Разговор заинтересовал остальных пацанов, и они наострили уши.
Во, блин, попал! Почти спалился! Нужно быть осторожнее. Что-то я совсем забыл, что пацаны — самый любопытный в мире народ.
— И что?
— Так ты с кем там разговаривал, а?
— Я репетировал, — пожал плечами я.
— Что репетировал? — разочарованно спросил пацан.
— Ну ты же знаешь, как за мной Смена бегает? — равнодушным голосом сказал я, — уже все в школе знают. Чтобы над ней не смеялись, я, как порядочный человек, решил на ней жениться. А так как раньше я никогда этого не делал, то репетировал, что ей нужно говорить.
В цеху повисло ошеломлённое молчание. Да, я нёс полный бред, но, во-первых, с наглым уверенным видом, а, во-вторых, они мне поверили. Ещё никогда в истории трудовой школы ни один пацан добровольно бы не признался бы в таком постыдном намерении, как женитьба на девчонке.

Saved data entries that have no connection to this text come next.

//! Layout reconstruction: positioned runs → linear text.
//!
//! PDF decoders expose glyph placement, not logical structure. Line breaks
//! and word spacing are recovered from the geometry of each run relative to
//! the run painted just before it.

use once_cell::sync::Lazy;
use regex::Regex;

use syllabus_core::{Page, PositionedRun};

/// Line break emitted when a run starts left of its predecessor.
pub const LINE_BREAK: &str = "\r\n";

/// Appended after every page.
pub const PAGE_SEPARATOR: &str = "\n\n";

/// A lone letter, optionally preceded by one whitespace character: the
/// typical shape of a word fragment split across runs (`"A"` + `"pple"`).
static BARE_LETTER_RE: Lazy<Regex> = Lazy::new(|| Regex::new(r"^\s?[A-Za-z]$").unwrap());

/// Linearize every page and concatenate them in order.
///
/// Page *k*'s text always precedes page *k+1*'s, separated by one blank line.
/// Pure: the same input always yields byte-identical output.
pub fn reconstruct(pages: &[Page]) -> String {
    let mut out = String::new();
    for page in pages {
        out.push_str(&reconstruct_page(page));
    }
    out
}

/// Linearize one page, including its trailing page separator.
pub fn reconstruct_page(page: &Page) -> String {
    let (mut buffer, _) = page.runs.iter().fold(
        (String::new(), None::<&PositionedRun>),
        |(mut buffer, last), run| {
            if let Some(sep) = last.and_then(|prev| separator(prev, run)) {
                buffer.push_str(sep);
            }
            buffer.push_str(&run.text);
            (buffer, Some(run))
        },
    );

    tracing::debug!(
        page = page.index,
        runs = page.runs.len(),
        chars = buffer.len(),
        "reconstructed page"
    );

    buffer.push_str(PAGE_SEPARATOR);
    buffer
}

/// Decide what goes between `prev` and `current`, if anything.
fn separator(prev: &PositionedRun, current: &PositionedRun) -> Option<&'static str> {
    if prev.text.ends_with(' ') {
        return None;
    }

    if current.origin.x < prev.origin.x {
        return Some(LINE_BREAK);
    }

    if current.origin.y != prev.origin.y && !is_bare_letter(&prev.text) {
        return Some(" ");
    }

    None
}

fn is_bare_letter(text: &str) -> bool {
    BARE_LETTER_RE.is_match(text)
}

Не успел народ отмереть и переварить мои слова, как во дворе раздался душераздирающий крик. Так кричит только вусмерть перепуганный человек. Моментально всех сдуло во двор. Я выбежал тоже, досадуя, что этот крик перебил мой розыгрыш и не вышло эпатировать публику в полном объеме.
Во дворе трясся Михалыч. Глаза его были выпучены, сальные жидковатые волосенки на голове буквально стояли дыбом.
— Михалыч, что случилось?
— Товарищ Гук, что такое?
— Чего вы кричали?
Вопросы посыпались со всех сторон, а Михалыч прислонился к стене и ошеломлённо тряс головой.
— Да погодите вы! — рявкнул появившийся Кривошеин, — разгалделись. Чего пристали к человеку? Не видите, что-то стряслось! Идите работайте! Мы сейчас сами разберемся. Правда, дядя Савелий?
Но народ расходиться не спешил. Всех разбирало любопытство. Кривошеин ещё раз попробовал всех турнуть, и даже пригрозил СТК, но любопытные пацаны жаждали знать, что случилось, даже ценой личной свободы.
— Ну, Савелий, ты чего? — появился молодой воспитатель, вроде Иван Иваныч его звали, но точно не знаю.
Мастер потряс головой и вдруг выдал:
— Ты представляешь, Ваня, — хлопая глазами сказал он, — сижу я себе, работаю и тут вдруг на меня крыса набросилась.
— Покусала? — ахнул Иван Иванович, — покажи где? Тебе сейчас в больницу надобно!
— Да погоди ты, — отмахнулся мастер, — не покусала. Она встала на задние лапы и принялась плясать. А потом из-за буржуйки вышла другая и тоже начала плясать. Вы не представляете, как это страшно!
— А кричал ты чего? — с жалостью глядя на Михалыча, спросил воспитатель.
— Да вот они пляшут, пляшут, и тут залетела большая птица, вроде ворона, но больше, и как бросилась на меня, — ответил мастер, — я так испугался, что закричал.
— Мыхалыч, а ты сегодня к Никифоровне сколько раз ходил? — вдруг басовито прогудел Федька.
И все засмеялись.
Ну, молодец, Енох.
Еще пару таких «номеров» и СТК поймёт, что испорченный станок — дело рук пьяного забулдыги.
Нет, в данном случае мне его не было жалко. То, что он пьёт его отнюдь не оправдывает. Он испортил станок и свалил поломку на ребёнка. Это хорошо, что в Генку попал я, взрослый мужик. А был бы пятнадцатилетний подросток, да ещё, как я понял, не великого ума, он бы точно или сломался, или сбежал бы на улицу и стал вором.
Поэтому взрослого мужика, который ради своих пагубных страстей не пожалел ребёнка, я тоже жалеть не собираюсь. Ему нет места среди детей. Он социально опасен. Поэтому я добьюсь того, чтобы его отсюда уволили.
Иначе он может следующего ребенка и вовсе до суицида довести.
Пока всё шло неплохо. Я сдал экзамены, сдам чуть позже и остальные. К лету я должен выйти отсюда и забыть эту трудовую школу как страшный сон. Сидеть здесь постоянно мне не улыбается. Меня бесят эти их игры в дисциплину, иерархия и всё остальное. Больше всего бесит, что верхушка, СТК, по сути творят, что хотят и никто им слова не скажет.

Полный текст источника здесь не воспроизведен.